As you feel out for a new way forward, look to technology for guidance. Here are three ways technology can help you virus-proof your office.
1. Tightly Control Access to Your Workspace
You never want just anybody to walk into your office without going through a vetting process. It’s a point of physical safety, intellectual security, and now healthcare concerns.
A sophisticated ID plastic card printer system helps you safeguard all three by tightly controlling who can access your space without face-to-face interaction. You can make it so that employees and guests must show these badges to gain entry to your building and specific rooms.
A card hanging from a retractable lanyard is also a quick visual cue to your in-person security team that the right people are inside. Anyone missing a badge can be safely escorted out of the building.
At minimum, your plastic card printer should produce ID badges that show identifying details about the owner, like their name and photograph. However, the best id card printer can accommodate a variety of details and security features to boost the efficacy of your ID cards.
If you aren’t sure what your ID badges should look like, check out these sources for ID card templates for ideas.
2. Depopulate the Office
De-densification, the latest buzzword to join the likes of social distancing and contact tracing, is a means of reducing the number of people allowed in your office at any given time.

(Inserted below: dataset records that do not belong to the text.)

#[uniffi::export]
impl PetCareCore {
    // =========================================================================
    // Reminder Operations
    // =========================================================================

    /// Reminders for a pet, earliest due first.
    pub fn list_reminders(&self, pet_id: String) -> Result<Vec<FfiReminder>, PetCareError> {
        let db = self.db.lock()?;
        let reminders = db.load_reminders();
        let query = metrics::ReminderQuery::default();
        let pet_reminders = metrics::for_pet(&reminders, &pet_id);
        Ok(query
            .apply(pet_reminders, &Local::now())
            .into_iter()
            .map(|r| r.clone().into())
            .collect())
    }

    /// Create a new open reminder.
    ///
    /// `due_iso` without an offset is read as local time; the stored value is UTC.
    pub fn add_reminder(
        &self,
        pet_id: String,
        reminder_type: String,
        title: String,
        due_iso: String,
        repeat: String,
        priority: String,
        notes: Option<String>,
    ) -> Result<FfiReminder, PetCareError> {
        let mut reminder = Reminder::new(
            pet_id,
            reminder_type.parse::<ReminderType>()?,
            title,
            normalize_input(&due_iso, "dueISO")?,
            repeat.parse::<Repeat>()?,
            priority.parse::<Priority>()?,
            timestamp::format_utc(&Local::now()),
        );
        reminder.notes = notes.filter(|n| !n.trim().is_empty());

        let db = self.db.lock()?;
        let reminders = recurrence::add_reminder(&db.load_reminders(), reminder.clone())?;
        db.save_reminders(&reminders)?;
        debug!(id = %reminder.id, "reminder added");
        Ok(reminder.into())
    }

    /// Complete an open reminder (spawning its successor) or reopen a completed one.
    pub fn toggle_reminder(&self, id: String) -> Result<(), PetCareError> {
        let db = self.db.lock()?;
        let reminders = db.load_reminders();
        if !reminders.iter().any(|r| r.id == id) {
            return Err(PetCareError::NotFound(id));
        }
        db.save_reminders(&recurrence::toggle_complete(&reminders, &id, &Local::now()))?;
        Ok(())
    }

    /// Move a reminder's due date by `minutes`.
    pub fn snooze_reminder(&self, id: String, minutes: i64) -> Result<(), PetCareError> {
        if minutes <= 0 {
            return Err(PetCareError::InvalidInput(format!(
                "Snooze minutes must be positive: {}",
                minutes
            )));
        }
        let db = self.db.lock()?;
        let reminders = db.load_reminders();
        if !reminders.iter().any(|r| r.id == id) {
            return Err(PetCareError::NotFound(id));
        }
        db.save_reminders(&recurrence::snooze(&reminders, &id, minutes))?;
        Ok(())
    }

    /// Delete a reminder. Returns false if it did not exist.
    pub fn delete_reminder(&self, id: String) -> Result<bool, PetCareError> {
        let db = self.db.lock()?;
        let reminders = db.load_reminders();
        let remaining = recurrence::delete_reminder(&reminders, &id);
        let removed = remaining.len() != reminders.len();
        if removed {
            db.save_reminders(&remaining)?;
        }
        Ok(removed)
    }

    // =========================================================================
    // Tracking Operations
    // =========================================================================

    /// Tracking entries for a pet, newest first.
    pub fn list_entries(&self, pet_id: String) -> Result<Vec<FfiTrackingEntry>, PetCareError> {
        let db = self.db.lock()?;
        let entries = db.load_entries();
        let pet_entries = metrics::for_pet(&entries, &pet_id);
        Ok(metrics::most_recent(pet_entries, usize::MAX)
            .into_iter()
            .map(|e| e.clone().into())
            .collect())
    }

    /// Add a tracking entry. An empty id is replaced with a fresh one.
    ///
    /// `date_iso` must parse; offset-less values are local time.
    pub fn add_entry(&self, mut entry: FfiTrackingEntry) -> Result<FfiTrackingEntry, PetCareError> {
        entry.date_iso = normalize_input(&entry.date_iso, "dateISO")?;
        let entry = TrackingEntry::try_from(entry)?;
        let db = self.db.lock()?;
        let entries = collections::add_entry(&db.load_entries(), entry.clone())?;
        db.save_entries(&entries)?;
        Ok(entry.into())
    }

    /// Delete a tracking entry. Returns false if it did not exist.
    pub fn delete_entry(&self, id: String) -> Result<bool, PetCareError> {
        let db = self.db.lock()?;
        let entries = db.load_entries();
        let remaining = collections::delete_entry(&entries, &id);
        let removed = remaining.len() != entries.len();
        if removed {
            db.save_entries(&remaining)?;
        }
        Ok(removed)
    }

    // =========================================================================
    // Health Operations
    // =========================================================================

    /// Health records for a pet, newest first.
    pub fn list_health_records(&self, pet_id: String) -> Result<Vec<FfiHealthRecord>, PetCareError> {
        let db = self.db.lock()?;
        let records = db.load_health();
        let pet_records = metrics::for_pet(&records, &pet_id);
        Ok(metrics::most_recent(pet_records, usize::MAX)
            .into_iter()
            .map(|r| r.clone().into())
            .collect())
    }

    /// Add a health record. An empty id is replaced with a fresh one.
    ///
    /// Dates are normalized like [`PetCareCore::add_entry`]; a blank follow-up is dropped.
    pub fn add_health_record(&self, mut record: FfiHealthRecord) -> Result<FfiHealthRecord, PetCareError> {
        record.date_iso = normalize_input(&record.date_iso, "dateISO")?;
        record.follow_up_iso = match record.follow_up_iso.take().filter(|f| !f.trim().is_empty()) {
            Some(follow_up) => Some(normalize_input(&follow_up, "followUpISO")?),
            None => None,
        };
        let record = HealthRecord::try_from(record)?;
        let db = self.db.lock()?;
        let records = collections::add_health_record(&db.load_health(), record.clone())?;
        db.save_health(&records)?;
        Ok(record.into())
    }

    /// Delete a health record. Returns false if it did not exist.
    pub fn delete_health_record(&self, id: String) -> Result<bool, PetCareError> {
        let db = self.db.lock()?;
        let records = db.load_health();
        let remaining = collections::delete_health_record(&records, &id);
        let removed = remaining.len() != records.len();
        if removed {
            db.save_health(&remaining)?;
        }
        Ok(removed)
    }

    // =========================================================================
    // Metrics
    // =========================================================================

    /// Dashboard summary for a pet, as of now in local time.
    pub fn dashboard(&self, pet_id: String) -> Result<FfiDashboardSummary, PetCareError> {
        let db = self.db.lock()?;
        let summary = DashboardSummary::compute(
            &Local::now(),
            &pet_id,
            &db.load_entries(),
            &db.load_health(),
            &db.load_reminders(),
            &self.config,
        );
        Ok(summary.into())
    }

    /// Daily entry counts for the last `days` days, oldest first.
    pub fn activity_series(&self, pet_id: String, days: u32) -> Result<Vec<FfiDailyCount>, PetCareError> {
        config::check_series_days(days, "days")?;
        let db = self.db.lock()?;
        let entries = db.load_entries();
        let pet_entries = metrics::for_pet(&entries, &pet_id);
        Ok(metrics::activity_series(pet_entries, &Local::now(), days)
            .into_iter()
            .map(Into::into)
            .collect())
    }

    /// Entry counts per type, most frequent first.
    pub fn type_counts(&self, pet_id: String) -> Result<Vec<FfiTypeCount>, PetCareError> {
        let db = self.db.lock()?;
        let entries = db.load_entries();
        let view = StatisticsView::compute(&Local::now(), &pet_id, &entries, &self.config);
        Ok(view.type_counts.into_iter().map(Into::into).collect())
    }
}

/// Canonical UTC form of a user-entered timestamp.
fn normalize_input(value: &str, field: &str) -> Result<String, PetCareError> {
    timestamp::parse_in_zone(value, &Local)
        .map(|instant| timestamp::format_utc(&instant))
        .ok_or_else(|| PetCareError::InvalidInput(format!("Invalid {}: {:?}", field, value)))
}

// =========================================================================
// FFI Types
// =========================================================================

/// FFI-safe reminder.
#[derive(Debug, Clone, uniffi::Record)]
pub struct FfiReminder {
    pub id: String,
    pub pet_id: String,
    pub reminder_type: String,
    pub title: String,
    pub due_iso: String,
    pub repeat: String,
    pub priority: String,
    pub notes: Option<String>,
    pub created_at_iso: String,
    pub completed_at_iso: Option<String>,
}

impl From<Reminder> for FfiReminder {
    fn from(r: Reminder) -> Self {
        Self {
            id: r.id,
            pet_id: r.pet_id,
            reminder_type: r.reminder_type.to_string(),
            title: r.title,
            due_iso: r.due_iso,
            repeat: r.repeat.to_string(),
            priority: r.priority.to_string(),
            notes: r.notes,
            created_at_iso: r.created_at_iso,
            completed_at_iso: r.completed_at_iso,
        }
    }
}

/// FFI-safe tracking entry (flat, as persisted).
#[derive(Debug, Clone, uniffi::Record)]
pub struct FfiTrackingEntry {
    pub id: String,
    pub pet_id: String,
    pub entry_type: String,
    pub date_iso: String,
    pub duration_min: Option<f64>,
    pub amount: Option<String>,
    pub weight_kg: Option<f64>,
    pub notes: Option<String>,
    pub location_label: Option<String>,
}

impl From<TrackingEntry> for FfiTrackingEntry {
    fn from(entry: TrackingEntry) -> Self {
        Self {
            entry_type: entry.tracking_type().to_string(),
            duration_min: entry.duration_min(),
            amount: entry.amount().map(str::to_string),
            weight_kg: entry.weight_kg(),
            id: entry.id,
            pet_id: entry.pet_id,
            date_iso: entry.date_iso,
            notes: entry.notes,
            location_label: entry.location_label,
        }
    }
}
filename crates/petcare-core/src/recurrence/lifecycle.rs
//! Reminder transitions: complete/uncomplete, snooze, classify.

use std::fmt;

use chrono::{DateTime, Duration, TimeZone, Utc};
use serde::{Deserialize, Serialize};
use tracing::{debug, warn};

use super::advance_due_date;
use crate::collections;
use crate::models::{new_id, Reminder, ValidationResult};
use crate::timestamp::{format_timestamp, format_utc, instant_of, parse_timestamp};

/// Derived state of a reminder at a given instant.
#[derive(Debug, Clone, Copy, Serialize, Deserialize, PartialEq, Eq, Hash)]
pub enum ReminderStatus {
    Completed,
    Overdue,
    Upcoming,
}

impl ReminderStatus {
    pub fn as_str(&self) -> &'static str {
        match self {
            ReminderStatus::Completed => "Completed",
            ReminderStatus::Overdue => "Overdue",
            ReminderStatus::Upcoming => "Upcoming",
        }
    }
}

impl fmt::Display for ReminderStatus {
    fn fmt(&self, f: &mut fmt::Formatter<'_>) -> fmt::Result {
        f.write_str(self.as_str())
    }
}

/// Classify a reminder. Exactly one status holds for any reminder and `now`.
///
/// An open reminder whose due date cannot be parsed is never before `now`,
/// so it counts as upcoming.
pub fn classify<Tz: TimeZone>(reminder: &Reminder, now: &DateTime<Tz>) -> ReminderStatus {
    if reminder.is_completed() {
        return ReminderStatus::Completed;
    }

    match instant_of(&reminder.due_iso) {
        Some(due) if due < now.with_timezone(&Utc) => ReminderStatus::Overdue,
        _ => ReminderStatus::Upcoming,
    }
}

/// Outcome of toggling a reminder's completion.
#[derive(Debug, Clone, PartialEq)]
pub struct Completion {
    pub updated: Reminder,
    /// Next occurrence, only when an open repeating reminder was completed
    pub successor: Option<Reminder>,
}

/// Toggle completion of a single reminder.
///
/// Open → completed at `now`, plus a successor when the reminder repeats and
/// its due date advances. Completed → open again, with no successor.
pub fn complete_reminder<Tz: TimeZone>(reminder: &Reminder, now: &DateTime<Tz>) -> Completion {
    let mut updated = reminder.clone();

    if reminder.is_completed() {
        updated.completed_at_iso = None;
        debug!(id = %reminder.id, "reminder reopened");
        return Completion {
            updated,
            successor: None,
        };
    }

    let completed_at = format_utc(now);
    updated.completed_at_iso = Some(completed_at.clone());

    let successor = advance_due_date(&reminder.due_iso, reminder.repeat).map(|due_iso| Reminder {
        id: new_id(),
        due_iso,
        created_at_iso: completed_at,
        completed_at_iso: None,
        ..reminder.clone()
    });

    match &successor {
        Some(next) => debug!(id = %reminder.id, successor = %next.id, due = %next.due_iso, "reminder completed"),
        None => debug!(id = %reminder.id, "reminder completed"),
    }

    Completion { updated, successor }
}

/// Shift a reminder's due date by `minutes` (negative moves it earlier).
///
/// A due date that does not parse is left as it is.
pub fn snooze_reminder(reminder: &Reminder, minutes: i64) -> Reminder {
    let mut snoozed = reminder.clone();

    let shifted = parse_timestamp(&reminder.due_iso).and_then(|due| {
        Duration::try_minutes(minutes).and_then(|delta| due.checked_add_signed(delta))
    });

    match shifted {
        Some(due) => snoozed.due_iso = format_timestamp(&due),
        None => warn!(id = %reminder.id, due = %reminder.due_iso, minutes, "cannot snooze reminder"),
    }

    snoozed
}

/// Toggle completion of the reminder with `id` inside a collection.
///
/// A spawned successor goes to the front, matching newest-first storage.
/// Unknown ids leave the collection unchanged.
pub fn toggle_complete<Tz: TimeZone>(
    reminders: &[Reminder],
    id: &str,
    now: &DateTime<Tz>,
) -> Vec<Reminder> {
    let Some(found) = reminders.iter().find(|r| r.id == id) else {
        debug!(id, "toggle on unknown reminder");
        return reminders.to_vec();
    };

    let Completion { updated, successor } = complete_reminder(found, now);

    let mut next = Vec::with_capacity(reminders.len() + 1);
    next.extend(successor);
    next.extend(
        reminders
            .iter()
            .map(|r| if r.id == id { updated.clone() } else { r.clone() }),
    );
    next
}

/// Snooze the reminder with `id` inside a collection.
pub fn snooze(reminders: &[Reminder], id: &str, minutes: i64) -> Vec<Reminder> {
    reminders
        .iter()
        .map(|r| if r.id == id { snooze_reminder(r, minutes) } else { r.clone() })
        .collect()
}

/// Add a new reminder to the front of a collection.
pub fn add_reminder(reminders: &[Reminder], reminder: Reminder) -> ValidationResult<Vec<Reminder>> {
    collections::prepend(reminders, reminder)
}

/// Remove the reminder with `id`. Successors and predecessors are unaffected.
pub fn delete_reminder(reminders: &[Reminder], id: &str) -> Vec<Reminder> {
    collections::remove(reminders, id)
}
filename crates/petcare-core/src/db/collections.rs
//! Collection load/save.
//!
//! Each entity kind lives under one key as a JSON array. Loading never
//! fails: a missing key, an unreadable row or content that is not a JSON
//! array come back as an empty collection. Single records that do not match
//! the model are skipped so the rest of the collection survives.

use rusqlite::{params, OptionalExtension};
use serde::de::DeserializeOwned;
use serde::Serialize;
use serde_json::Value;
use tracing::{debug, warn};

use super::{Database, DbResult};
use crate::models::{HealthRecord, Reminder, TrackingEntry};

pub const TRACKING_KEY: &str = "petcare.tracking.v1";
pub const HEALTH_KEY: &str = "petcare.health.v1";
pub const REMINDERS_KEY: &str = "petcare.reminders.v1";

impl Database {
    /// Raw stored value for a key.
    pub fn get_value(&self, key: &str) -> DbResult<Option<String>> {
        self.conn
            .query_row("SELECT value FROM kv_store WHERE key = ?", [key], |row| row.get(0))
            .optional()
            .map_err(Into::into)
    }

    /// Replace the stored value for a key.
    pub fn put_value(&self, key: &str, value: &str) -> DbResult<()> {
        self.conn.execute(
            r#"
            INSERT INTO kv_store (key, value, updated_at)
            VALUES (?1, ?2, datetime('now'))
            ON CONFLICT(key) DO UPDATE SET
                value = excluded.value,
                updated_at = excluded.updated_at
            "#,
            params![key, value],
        )?;
        Ok(())
    }

    fn load_collection<T: DeserializeOwned>(&self, key: &str) -> Vec<T> {
        let raw = match self.get_value(key) {
            Ok(Some(raw)) => raw,
            Ok(None) => return Vec::new(),
            Err(e) => {
                warn!(key, error = %e, "failed to read stored collection");
                return Vec::new();
            }
        };

        let values = match serde_json::from_str::<Vec<Value>>(&raw) {
            Ok(values) => values,
            Err(e) => {
                warn!(key, error = %e, "stored collection is corrupt, starting empty");
                return Vec::new();
            }
        };

        let total = values.len();
        let items: Vec<T> = values
            .into_iter()
            .enumerate()
            .filter_map(|(index, value)| match serde_json::from_value(value) {
                Ok(item) => Some(item),
                Err(e) => {
                    warn!(key, index, error = %e, "skipping unreadable record");
                    None
                }
            })
            .collect();

        debug!(key, count = items.len(), skipped = total - items.len(), "loaded collection");
        items
    }

    fn save_collection<T: Serialize>(&self, key: &str, items: &[T]) -> DbResult<()> {
        let json = serde_json::to_string(items)?;
        self.put_value(key, &json)?;
        debug!(key, count = items.len(), "saved collection");
        Ok(())
    }

    pub fn load_entries(&self) -> Vec<TrackingEntry> {
        self.load_collection(TRACKING_KEY)
    }

    pub fn save_entries(&self, entries: &[TrackingEntry]) -> DbResult<()> {
        self.save_collection(TRACKING_KEY, entries)
    }

    pub fn load_health(&self) -> Vec<HealthRecord> {
        self.load_collection(HEALTH_KEY)
    }

    pub fn save_health(&self, records: &[HealthRecord]) -> DbResult<()> {
        self.save_collection(HEALTH_KEY, records)
    }

    pub fn load_reminders(&self) -> Vec<Reminder> {
        self.load_collection(REMINDERS_KEY)
    }

    pub fn save_reminders(&self, reminders: &[Reminder]) -> DbResult<()> {
        self.save_collection(REMINDERS_KEY, reminders)
    }
}

#[cfg(test)]
mod tests {
    use super::*;
    use crate::models::{HealthKind, Priority, ReminderType, Repeat, TrackingKind};

    #[test]
    fn test_empty_store_loads_empty() {
        let db = Database::open_in_memory().unwrap();
        assert!(db.load_entries().is_empty());
        assert!(db.load_health().is_empty());
        assert!(db.load_reminders().is_empty());
    }

    #[test]
    fn test_save_and_load_entries() {
        let db = Database::open_in_memory().unwrap();
        let entries = vec![
            TrackingEntry::new("pet-1", "2024-01-02T08:00:00Z", TrackingKind::Walk { duration_min: Some(30.0) }),
            TrackingEntry::new("pet-1", "2024-01-01T08:00:00Z", TrackingKind::Weight { weight_kg: Some(11.2) }),
        ];

        db.save_entries(&entries).unwrap();
        assert_eq!(db.load_entries(), entries);
    }

    #[test]
    fn test_save_replaces_whole_collection() {
        let db = Database::open_in_memory().unwrap();
        let first = HealthRecord::new("p", "2024-01-01", "Rabies", HealthKind::Vaccination { dosage: None });
        let second = HealthRecord::new("p", "2024-02-01", "Checkup", HealthKind::VetVisit { diagnosis: None });

        db.save_health(&[first.clone(), second.clone()]).unwrap();
        db.save_health(&[second.clone()]).unwrap();
        assert_eq!(db.load_health(), vec![second]);
    }

    #[test]
    fn test_corrupt_collection_loads_empty() {
        let db = Database::open_in_memory().unwrap();
        db.put_value(REMINDERS_KEY, "{not json").unwrap();
        assert!(db.load_reminders().is_empty());

        db.put_value(TRACKING_KEY, r#"[{"id":"a","type":"Walk"}]"#).unwrap();
        assert!(db.load_entries().is_empty());
    }

    #[test]
    fn test_bad_record_does_not_drop_the_rest() {
        let db = Database::open_in_memory().unwrap();
        let raw = r#"[
            {"id":"r1","petId":"p","type":"Grooming","title":"Brush","dueISO":"2024-01-01T09:00:00Z","createdAtISO":"2024-01-01T00:00:00Z"},
            {"id":"r2","petId":"p","type":"Grooming","title":"Bath","dueISO":"2024-01-02T09:00:00Z","repeat":null,"createdAtISO":"2024-01-01T00:00:00Z"},
            {"id":"r3","petId":"p","type":"Swimming","title":"Pool","dueISO":"2024-01-03T09:00:00Z","createdAtISO":"2024-01-01T00:00:00Z"},
            {"id":"r4","petId":"p","type":"Walk","title":"Park","dueISO":"2024-01-04T09:00:00Z","repeat":"Weekly","createdAtISO":"2024-01-01T00:00:00Z"}
        ]"#;
        db.put_value(REMINDERS_KEY, raw).unwrap();

        let ids: Vec<String> = db.load_reminders().into_iter().map(|r| r.id).collect();
        assert_eq!(ids, vec!["r1", "r4"]);
    }

    #[test]
    fn test_stored_json_uses_record_field_names() {
        let db = Database::open_in_memory().unwrap();
        let reminder = Reminder::new(
            "pet-1",
            ReminderType::VetVisit,
            "Annual",
            "2024-05-01T09:00:00Z",
            Repeat::None,
            Priority::Normal,
            "2024-01-01T00:00:00Z",
        );
        db.save_reminders(&[reminder]).unwrap();

        let raw = db.get_value(REMINDERS_KEY).unwrap().unwrap();
        assert!(raw.contains("\"petId\":\"pet-1\""));
        assert!(raw.contains("\"dueISO\":\"2024-05-01T09:00:00Z\""));
        assert!(raw.contains("\"createdAtISO\""));
    }

    #[test]
    fn test_keys_are_independent() {
        let db = Database::open_in_memory().unwrap();
        db.save_entries(&[TrackingEntry::new("p", "2024-01-01", TrackingKind::Note)]).unwrap();
        assert_eq!(db.load_entries().len(), 1);
        assert!(db.load_health().is_empty());
    }
}
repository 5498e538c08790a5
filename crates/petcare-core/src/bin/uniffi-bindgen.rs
fn main() {
    uniffi::uniffi_bindgen_main()
}
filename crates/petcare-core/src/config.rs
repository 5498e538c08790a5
//! Dashboard and statistics settings.

use serde::{Deserialize, Serialize};

use crate::models::{ValidationError, ValidationResult};

/// Longest daily series a view may ask for.
pub const MAX_SERIES_DAYS: u32 = 366;

/// Reject a series length above [`MAX_SERIES_DAYS`].
pub fn check_series_days(days: u32, field: &'static str) -> ValidationResult {
    if days > MAX_SERIES_DAYS {
        return Err(ValidationError::OutOfRange {
            field,
            value: u64::from(days),
            max: u64::from(MAX_SERIES_DAYS),
        });
    }
    Ok(())
}

/// Window sizes and list lengths for the derived views.
///
/// Missing keys fall back to the defaults, so a host can override a single
/// value with `{"sparkline_days": 30}`.
#[derive(Debug, Clone, PartialEq, Eq, Serialize, Deserialize)]
#[serde(default)]
pub struct DashboardConfig {
    /// Rolling window for walk minutes
    pub walk_window_days: u32,
    /// Horizon for the "due soon" count
    pub upcoming_window_days: u32,
    /// Points in the dashboard sparkline
    pub sparkline_days: u32,
    /// Points in the statistics activity chart
    pub statistics_days: u32,
    /// Recent entries and health records shown
    pub recent_limit: usize,
    /// Open reminders shown
    pub upcoming_limit: usize,
}

impl Default for DashboardConfig {
    fn default() -> Self {
        Self {
            walk_window_days: 7,
            upcoming_window_days: 7,
            sparkline_days: 14,
            statistics_days: 30,
            recent_limit: 5,
            upcoming_limit: 6,
        }
    }
}

impl DashboardConfig {
    pub fn from_json(json: &str) -> Result<Self, serde_json::Error> {
        serde_json::from_str(json)
    }

    /// Window lengths must stay within [`MAX_SERIES_DAYS`].
    pub fn validate(&self) -> ValidationResult {
        check_series_days(self.walk_window_days, "walk_window_days")?;
        check_series_days(self.upcoming_window_days, "upcoming_window_days")?;
        check_series_days(self.sparkline_days, "sparkline_days")?;
        check_series_days(self.statistics_days, "statistics_days")
    }

    pub fn to_json(&self) -> Result<String, serde_json::Error> {
        serde_json::to_string_pretty(self)
    }
}

#[cfg(test)]
mod tests {
    use super::*;

    #[test]
    fn test_partial_override() {
        let config = DashboardConfig::from_json(r#"{"sparkline_days": 30}"#).unwrap();
        assert_eq!(config.sparkline_days, 30);
        assert_eq!(config.walk_window_days, 7);
        assert_eq!(config.upcoming_limit, 6);
    }

    #[test]
    fn test_round_trip() {
        let config = DashboardConfig {
            recent_limit: 10,
            ..Default::default()
        };
        let json = config.to_json().unwrap();
        assert_eq!(DashboardConfig::from_json(&json).unwrap(), config);
    }

    #[test]
    fn test_rejects_wrong_types() {
        assert!(DashboardConfig::from_json(r#"{"recent_limit": "five"}"#).is_err());
    }

    #[test]
    fn test_validate_caps_windows() {
        assert!(DashboardConfig::default().validate().is_ok());

        let config = DashboardConfig::from_json(r#"{"statistics_days": 4000000000}"#).unwrap();
        assert_eq!(
            config.validate(),
            Err(ValidationError::OutOfRange {
                field: "statistics_days",
                value: 4_000_000_000,
                max: 366,
            })
        );
    }
}
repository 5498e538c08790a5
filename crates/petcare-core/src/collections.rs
//! Copy-on-write edits of record collections.
//!
//! Collections are stored newest first. Every edit returns a new `Vec`, so a
//! caller can keep the previous snapshot around.

use crate::models::{HealthRecord, Record, TrackingEntry, ValidationResult};

/// Validate `item` and return a new collection with it at the front.
pub fn prepend<T: Record + Clone>(items: &[T], item: T) -> ValidationResult<Vec<T>> {
    item.validate()?;

    let mut next = Vec::with_capacity(items.len() + 1);
    next.push(item);
    next.extend_from_slice(items);
    Ok(next)
}

/// Return a new collection without the record whose id is `id`.
pub fn remove<T: Record + Clone>(items: &[T], id: &str) -> Vec<T> {
    items.iter().filter(|item| item.id() != id).cloned().collect()
}

pub fn add_entry(entries: &[TrackingEntry], entry: TrackingEntry) -> ValidationResult<Vec<TrackingEntry>> {
    prepend(entries, entry)
}

pub fn delete_entry(entries: &[TrackingEntry], id: &str) -> Vec<TrackingEntry> {
    remove(entries, id)
}

pub fn add_health_record(
    records: &[HealthRecord],
    record: HealthRecord,
) -> ValidationResult<Vec<HealthRecord>> {
    prepend(records, record)
}

pub fn delete_health_record(records: &[HealthRecord], id: &str) -> Vec<HealthRecord> {
    remove(records, id)
}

Corporate HQs around the world are experimenting with the following de-densifying tricks to help regulate attendance without disrupting workflow:
- Invest in personal devices for each of your employees
- Use video conferencing to eliminate the need to be in the same room
- Outfit phones with Bluetooth feature so that you don’t have touch buttons
- Embrace work-from-home orders when possible
3. Reduce Shared Surfaces
While a work-from-home policy is ideal in virus-proofing your office, it’s not always possible. Depending on your industry, your entire workforce may have to come into the office.
Unfortunately, no matter how far apart people sit, there will always be shared surfaces. Things like light switches, door handles, bathroom features, and break rooms are high-touch areas that may pose a contamination risk.
You can reduce this risk by eliminating the need to touch them at all. Try installing motion-sensor lights and faucets and using an HID proximity card system so that your employees and guests don’t have to touch entryways.
A return to the office doesn’t necessarily mean a return to normal. At least not for a while, according to leading health experts. Until then, you’re going to have to make some changes to reduce the risk of spreading the virus at work. Fortunately, the technology that can help you do that is accessible and relatively inexpensive.